Whenever a line in the entries includes the word "InvalidLinkTextLimit", copy that line out.

---*---

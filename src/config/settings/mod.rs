
use anyhow::{Context, Result};
use serde::{Deserialize, Serialize};
use std::fs;
use std::net::SocketAddr;
use std::path::{Path, PathBuf};
use thiserror::Error;
use url::Url;

use crate::collector::CollectorConfig;
use crate::embeddings::ollama::DEFAULT_EMBEDDING_DIMENSION;

const APP_DIR_NAME: &str = "discourse-qa";
const CONFIG_FILE_NAME: &str = "config.toml";

#[derive(Debug, Clone, Serialize, Deserialize, PartialEq, Default)]
pub struct Config {
    #[serde(default)]
    pub ollama: OllamaConfig,
    #[serde(default)]
    pub collector: CollectorConfig,
    #[serde(default)]
    pub server: ServerConfig,
    #[serde(skip)]
    pub base_dir: PathBuf,
}

#[derive(Debug, Clone, Serialize, Deserialize, PartialEq)]
#[serde(default)]
pub struct OllamaConfig {
    pub protocol: String,
    pub host: String,
    pub port: u16,
    pub model: String,
    pub embedding_dimension: u32,
    pub timeout_seconds: u64,
}

impl Default for OllamaConfig {
    fn default() -> Self {
        Self {
            protocol: "http".to_string(),
            host: "localhost".to_string(),
            port: 11434,
            model: "all-minilm:latest".to_string(),
            embedding_dimension: DEFAULT_EMBEDDING_DIMENSION,
            timeout_seconds: 30,
        }
    }
}

/// Settings for the HTTP retriever service
#[derive(Debug, Clone, Serialize, Deserialize, PartialEq)]
#[serde(default)]
pub struct ServerConfig {
    /// Address the service binds to (host:port)
    pub bind: String,
    /// Pre-built vector index file
    pub index_path: PathBuf,
    /// Metadata array parallel to the vectors in `index_path`
    pub metadata_path: PathBuf,
    /// Largest accepted request body, large enough for base64 images
    pub max_body_bytes: usize,
}

impl Default for ServerConfig {
    fn default() -> Self {
        Self {
            bind: "127.0.0.1:8000".to_string(),
            index_path: PathBuf::from("discourse_index.json"),
            metadata_path: PathBuf::from("discourse_metadata.json"),
            max_body_bytes: 10 * 1024 * 1024,
        }
    }
}

#[derive(Debug, Error)]
pub enum ConfigError {
    #[error("Configuration directory not found or could not be created")]
    DirectoryError,
    #[error("Invalid URL format: {0}")]
    InvalidUrl(String),
    #[error("Invalid port: {0} (must be between 1 and 65535)")]
    InvalidPort(u16),
    #[error("Invalid model name: {0} (cannot be empty)")]
    InvalidModel(String),
    #[error("Invalid protocol: {0} (must be 'http' or 'https')")]
    InvalidProtocol(String),
    #[error("Invalid embedding dimension: {0} (must be between 1 and 8192)")]
    InvalidEmbeddingDimension(u32),
    #[error("Invalid timeout: {0} (must be between 1 and 300 seconds)")]
    InvalidTimeout(u64),
    #[error("Invalid bind address: {0}")]
    InvalidBindAddress(String),
    #[error("Invalid max body size: {0} (must be at least 1024 bytes)")]
    InvalidMaxBodyBytes(usize),
    #[error("Invalid CSS selector for {name}: {selector}")]
    InvalidSelector { name: &'static str, selector: String },
    #[error("Invalid link text limit: {0} (must be between 1 and 10000)")]
    InvalidLinkTextLimit(usize),
    #[error("Invalid browser setting: {0}")]
    InvalidBrowser(String),
    #[error("IO error: {0}")]
    Io(#[from] std::io::Error),
    #[error("TOML parsing error: {0}")]
    TomlParse(#[from] toml::de::Error),
    #[error("TOML serialization error: {0}")]
    TomlSerialize(#[from] toml::ser::Error),
}

impl Config {
    /// Load configuration from `config_dir`, falling back to defaults when no file exists
    #[inline]
    pub fn load<P: AsRef<Path>>(config_dir: P) -> Result<Self> {
        let config_path = config_dir.as_ref().join(CONFIG_FILE_NAME);

        if !config_path.exists() {
            return Ok(Self {
                base_dir: config_dir.as_ref().to_path_buf(),
                ..Self::default()
            });
        }

        let content = fs::read_to_string(&config_path)
            .with_context(|| format!("Failed to read config file: {}", config_path.display()))?;

        let mut config: Config = toml::from_str(&content)
            .with_context(|| format!("Failed to parse config file: {}", config_path.display()))?;
        config.base_dir = config_dir.as_ref().to_path_buf();

        config
            .validate()
            .with_context(|| "Configuration validation failed")?;

        Ok(config)
    }

    /// Platform configuration directory, e.g. `~/.config/discourse-qa`
    #[inline]
    pub fn config_dir() -> Result<PathBuf, ConfigError> {
        dirs::config_dir()
            .map(|dir| dir.join(APP_DIR_NAME))
            .ok_or(ConfigError::DirectoryError)
    }

    #[inline]
    pub fn save(&self) -> Result<()> {
        self.validate()
            .context("Configuration validation failed before saving")?;

        let config_dir = self.get_base_dir();

        fs::create_dir_all(config_dir).with_context(|| {
            format!(
                "Failed to create config directory: {}",
                config_dir.display()
            )
        })?;

        let config_path = self.config_file_path();
        let content = toml::to_string_pretty(self).context("Failed to serialize config to TOML")?;

        fs::write(&config_path, content)
            .with_context(|| format!("Failed to write config file: {}", config_path.display()))?;

        Ok(())
    }

    #[inline]
    pub fn get_base_dir(&self) -> &Path {
        &self.base_dir
    }

    #[inline]
    pub fn config_file_path(&self) -> PathBuf {
        self.get_base_dir().join(CONFIG_FILE_NAME)
    }

    #[inline]
    pub fn ollama_url(&self) -> Result<Url, ConfigError> {
        self.ollama.ollama_url()
    }

    #[inline]
    pub fn validate(&self) -> Result<(), ConfigError> {
        self.ollama.validate()?;
        self.server.validate()?;
        self.collector.validate()?;
        Ok(())
    }
}

impl OllamaConfig {
    pub fn validate(&self) -> Result<(), ConfigError> {
        if self.protocol != "http" && self.protocol != "https" {
            return Err(ConfigError::InvalidProtocol(self.protocol.clone()));
        }

        let url_str = format!("{}://{}:{}", self.protocol, self.host, self.port);
        Url::parse(&url_str).map_err(|_| ConfigError::InvalidUrl(url_str))?;

        if self.port == 0 {
            return Err(ConfigError::InvalidPort(self.port));
        }

        if self.model.trim().is_empty() {
            return Err(ConfigError::InvalidModel(self.model.clone()));
        }

        if !(1..=8192).contains(&self.embedding_dimension) {
            return Err(ConfigError::InvalidEmbeddingDimension(
                self.embedding_dimension,
            ));
        }

        if !(1..=300).contains(&self.timeout_seconds) {
            return Err(ConfigError::InvalidTimeout(self.timeout_seconds));
        }

        Ok(())
    }

    pub fn ollama_url(&self) -> Result<Url, ConfigError> {
        let url_str = format!("{}://{}:{}", self.protocol, self.host, self.port);
        Url::parse(&url_str).map_err(|_| ConfigError::InvalidUrl(url_str))
    }

    pub fn set_protocol(&mut self, protocol: String) -> Result<(), ConfigError> {
        if protocol != "http" && protocol != "https" {
            return Err(ConfigError::InvalidProtocol(protocol));
        }
        self.protocol = protocol;
        Ok(())
    }

    pub fn set_host(&mut self, host: String) -> Result<(), ConfigError> {
        let temp_config = OllamaConfig {
            host: host.clone(),
            ..self.clone()
        };
        temp_config.validate()?;
        self.host = host;
        Ok(())
    }

    pub fn set_port(&mut self, port: u16) -> Result<(), ConfigError> {
        if port == 0 {
            return Err(ConfigError::InvalidPort(port));
        }
        self.port = port;
        Ok(())
    }

    pub fn set_model(&mut self, model: String) -> Result<(), ConfigError> {
        if model.trim().is_empty() {
            return Err(ConfigError::InvalidModel(model));
        }
        self.model = model;
        Ok(())
    }

    pub fn set_embedding_dimension(&mut self, dimension: u32) -> Result<(), ConfigError> {
        if !(1..=8192).contains(&dimension) {
            return Err(ConfigError::InvalidEmbeddingDimension(dimension));
        }
        self.embedding_dimension = dimension;
        Ok(())
    }
}

impl ServerConfig {
    #[inline]
    pub fn validate(&self) -> Result<(), ConfigError> {
        self.bind_addr()?;

        if self.max_body_bytes < 1024 {
            return Err(ConfigError::InvalidMaxBodyBytes(self.max_body_bytes));
        }

        Ok(())
    }

    #[inline]
    pub fn bind_addr(&self) -> Result<SocketAddr, ConfigError> {
        self.bind
            .parse()
            .map_err(|_| ConfigError::InvalidBindAddress(self.bind.clone()))
    }

    #[inline]
    pub fn set_bind(&mut self, bind: String) -> Result<(), ConfigError> {
        if bind.parse::<SocketAddr>().is_err() {
            return Err(ConfigError::InvalidBindAddress(bind));
        }
        self.bind = bind;
        Ok(())
    }
}
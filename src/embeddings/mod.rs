// Embeddings module
// Query embedding through Ollama, behind a trait so the retriever can run against test doubles

pub mod ollama;

pub use ollama::OllamaClient;

use anyhow::Result;

/// Turns text into a fixed-length vector.
///
/// Queries must be embedded with the same model that produced the index
/// vectors; nothing here can detect a model mismatch beyond the vector length.
pub trait Embedder: Send + Sync {
    /// Embed a single text
    fn embed(&self, text: &str) -> Result<Vec<f32>>;
}
pub mod browser;
pub mod extractor;


use anyhow::{Context, Result, anyhow};
use indicatif::{ProgressBar, ProgressStyle};
use serde::{Deserialize, Serialize};
use std::path::PathBuf;
use std::time::{Duration, Instant};
use tracing::{debug, error, info, warn};
use ureq::Agent;
use url::Url;

use self::browser::{BrowserClient, BrowserConfig};
use self::extractor::{TopicSelectors, extract_topic, extract_topic_urls};
use crate::config::ConfigError;
use crate::topics::TopicRecord;

/// CSS selectors used to read Discourse pages.
///
/// `title` and `content` are tried in order; the first selector that matches wins.
#[derive(Debug, Clone, PartialEq, Serialize, Deserialize)]
#[serde(default)]
pub struct SelectorConfig {
    /// One row per topic on the category listing
    pub listing_item: String,
    /// Topic link inside a listing row
    pub topic_link: String,
    pub title: Vec<String>,
    pub content: Vec<String>,
    /// Element the browser waits for before reading a listing page
    pub listing_ready: String,
    /// Element the browser waits for before reading a topic page
    pub topic_ready: String,
}

impl Default for SelectorConfig {
    fn default() -> Self {
        Self {
            listing_item: ".topic-list-item".to_string(),
            topic_link: "a.title".to_string(),
            title: vec!["h1.fancy-title".to_string(), "#topic-title h1".to_string()],
            content: vec![
                ".cooked".to_string(),
                "div.post[itemprop='text']".to_string(),
            ],
            listing_ready: ".topic-list-body".to_string(),
            topic_ready: ".post".to_string(),
        }
    }
}

/// Configuration for the topic collector
#[derive(Debug, Clone, PartialEq, Serialize, Deserialize)]
#[serde(default)]
pub struct CollectorConfig {
    /// Category listing page to discover topics from
    pub listing_url: String,
    /// Where the collected topics are written
    pub output_path: PathBuf,
    /// User agent string to use for requests
    pub user_agent: String,
    /// Timeout for HTTP requests in seconds
    pub timeout_seconds: u64,
    /// Render pages in headless Chrome, falling back to plain HTTP on failure
    pub enable_js_rendering: bool,
    /// Link texts longer than this many characters are cut
    pub link_text_limit: usize,
    pub selectors: SelectorConfig,
    pub browser: BrowserConfig,
}

impl Default for CollectorConfig {
    #[inline]
    fn default() -> Self {
        Self {
            listing_url: "https://discourse.onlinedegree.iitm.ac.in/c/courses/tds-kb/34"
                .to_string(),
            output_path: PathBuf::from("discourse_tds_kb.json"),
            user_agent: "discourse-qa/0.1.0 (Topic Collector)".to_string(),
            timeout_seconds: 20,
            enable_js_rendering: true,
            link_text_limit: 100,
            selectors: SelectorConfig::default(),
            browser: BrowserConfig::default(),
        }
    }
}

impl CollectorConfig {
    #[inline]
    pub fn validate(&self) -> Result<(), ConfigError> {
        validate_url(&self.listing_url)
            .map_err(|_| ConfigError::InvalidUrl(self.listing_url.clone()))?;

        if !(1..=300).contains(&self.timeout_seconds) {
            return Err(ConfigError::InvalidTimeout(self.timeout_seconds));
        }

        if !(1..=10_000).contains(&self.link_text_limit) {
            return Err(ConfigError::InvalidLinkTextLimit(self.link_text_limit));
        }

        TopicSelectors::compile(&self.selectors)?;

        self.browser
            .validate()
            .map_err(|e| ConfigError::InvalidBrowser(e.to_string()))?;

        Ok(())
    }
}

/// Blocking HTTP fetcher. Each page is requested once; there are no retries.
#[derive(Debug)]
pub struct HttpClient {
    agent: Agent,
}

impl HttpClient {
    #[inline]
    pub fn new(config: &CollectorConfig) -> Self {
        let agent = Agent::config_builder()
            .timeout_global(Some(Duration::from_secs(config.timeout_seconds)))
            .user_agent(&config.user_agent)
            .build()
            .into();

        Self { agent }
    }

    /// GET a page and return its body
    #[inline]
    pub fn get(&self, url: &Url) -> Result<String> {
        debug!("Making HTTP GET request to: {}", url);

        match self.agent.get(url.as_str()).call() {
            Ok(mut response) => {
                let text = response
                    .body_mut()
                    .read_to_string()
                    .with_context(|| format!("Failed to read response body from {}", url))?;
                debug!("Read {} bytes from {}", text.len(), url);
                Ok(text)
            }
            Err(ureq::Error::StatusCode(status)) => Err(anyhow!("HTTP error {} for {}", status, url)),
            Err(e) => Err(anyhow::Error::from(e))
                .with_context(|| format!("Failed to make HTTP request to {}", url)),
        }
    }
}

/// Validate a URL and require an http(s) scheme with a host
#[inline]
pub fn validate_url(url_str: &str) -> Result<Url> {
    let url = Url::parse(url_str).with_context(|| format!("Invalid URL format: {}", url_str))?;

    if url.scheme() != "http" && url.scheme() != "https" {
        return Err(anyhow!("URL must use HTTP or HTTPS scheme: {}", url_str));
    }

    if url.host_str().is_none() {
        return Err(anyhow!("URL must have a valid host: {}", url_str));
    }

    Ok(url)
}

/// Resolve `href` against the page it appeared on.
///
/// Returns `None` for empty, `mailto:`, `javascript:` and fragment-only links.
#[inline]
pub fn resolve_url(href: &str, page_url: &Url) -> Option<Url> {
    let href = href.trim();
    if href.is_empty()
        || href.starts_with('#')
        || href.starts_with("mailto:")
        || href.starts_with("javascript:")
    {
        return None;
    }

    match page_url.join(href) {
        Ok(url) => Some(url),
        Err(e) => {
            debug!("Failed to resolve '{}' relative to {}: {}", href, page_url, e);
            None
        }
    }
}

/// Counters for one collection run
#[derive(Debug, Clone, Copy, Default)]
pub struct CollectStats {
    /// Topic URLs found on the listing page
    pub discovered: usize,
    /// Topics turned into records
    pub collected: usize,
    /// Topics skipped after an error
    pub failed: usize,
    pub duration: Duration,
}

/// Output of a collection run
#[derive(Debug, Clone)]
pub struct Collection {
    pub topics: Vec<TopicRecord>,
    pub stats: CollectStats,
}

/// Visits a category listing and every topic on it, one page at a time
pub struct TopicCollector {
    http_client: HttpClient,
    browser_client: Option<BrowserClient>,
    selectors: TopicSelectors,
    config: CollectorConfig,
}

impl TopicCollector {
    #[inline]
    pub fn new(config: CollectorConfig) -> Result<Self> {
        let selectors =
            TopicSelectors::compile(&config.selectors).context("Invalid collector selectors")?;
        let http_client = HttpClient::new(&config);

        let browser_client = if config.enable_js_rendering {
            info!("JavaScript rendering enabled with browser client");
            Some(BrowserClient::new(
                config.browser.clone(),
                config.user_agent.clone(),
            ))
        } else {
            debug!("JavaScript rendering disabled");
            None
        };

        Ok(Self {
            http_client,
            browser_client,
            selectors,
            config,
        })
    }

    /// Collect every topic linked from `listing_url`.
    ///
    /// Failing to read the listing aborts the run; a failing topic is logged and skipped.
    #[inline]
    pub async fn collect(&self, listing_url: &str) -> Result<Collection> {
        let start_time = Instant::now();
        let listing_url = validate_url(listing_url)?;

        info!("Collecting topics from {}", listing_url);

        let listing_html = self
            .fetch(&listing_url, &self.config.selectors.listing_ready, true)
            .await
            .with_context(|| format!("Failed to load topic listing {}", listing_url))?;

        let topic_urls = extract_topic_urls(&listing_html, &listing_url, &self.selectors);
        info!("Found {} topics to process", topic_urls.len());

        let mut stats = CollectStats {
            discovered: topic_urls.len(),
            ..CollectStats::default()
        };
        let mut topics = Vec::with_capacity(topic_urls.len());

        let bar = if console::user_attended_stderr() {
            ProgressBar::new(topic_urls.len() as u64).with_style(
                ProgressStyle::with_template("{spinner} [{pos}/{len}] Collecting {msg}")
                    .unwrap_or_else(|_| ProgressStyle::default_spinner()),
            )
        } else {
            ProgressBar::hidden()
        };

        for (position, topic_url) in topic_urls.iter().enumerate() {
            bar.set_message(topic_url.to_string());
            debug!(
                "Processing topic {}/{}: {}",
                position + 1,
                topic_urls.len(),
                topic_url
            );

            match self.collect_topic(topic_url).await {
                Ok(topic) => {
                    debug!("Collected '{}'", topic.title);
                    stats.collected += 1;
                    topics.push(topic);
                }
                Err(e) => {
                    error!(
                        "Skipping topic {}/{} at {}: {:#}",
                        position + 1,
                        topic_urls.len(),
                        topic_url,
                        e
                    );
                    stats.failed += 1;
                }
            }
            bar.inc(1);
        }

        bar.finish_and_clear();
        stats.duration = start_time.elapsed();

        info!(
            "Collection finished: {} collected, {} skipped, took {:?}",
            stats.collected, stats.failed, stats.duration
        );

        Ok(Collection { topics, stats })
    }

    /// Fetch and extract a single topic page
    #[inline]
    pub async fn collect_topic(&self, topic_url: &Url) -> Result<TopicRecord> {
        let html = self
            .fetch(topic_url, &self.config.selectors.topic_ready, false)
            .await?;
        extract_topic(
            &html,
            topic_url,
            &self.selectors,
            self.config.link_text_limit,
        )
    }

    /// Browser rendering when available, plain HTTP otherwise or when rendering fails
    async fn fetch(&self, url: &Url, ready_selector: &str, scroll: bool) -> Result<String> {
        if let Some(browser_client) = &self.browser_client {
            match browser_client.render_page(url, ready_selector, scroll).await {
                Ok(html) => {
                    debug!("Rendered {} with JavaScript", url);
                    return Ok(html);
                }
                Err(e) => {
                    warn!(
                        "Browser rendering failed for {}, falling back to HTTP: {:#}",
                        url, e
                    );
                }
            }
        }

        self.http_client.get(url)
    }
}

---*---

Answer to this problem:
    InvalidLinkTextLimit(usize),
            return Err(ConfigError::InvalidLinkTextLimit(self.link_text_limit));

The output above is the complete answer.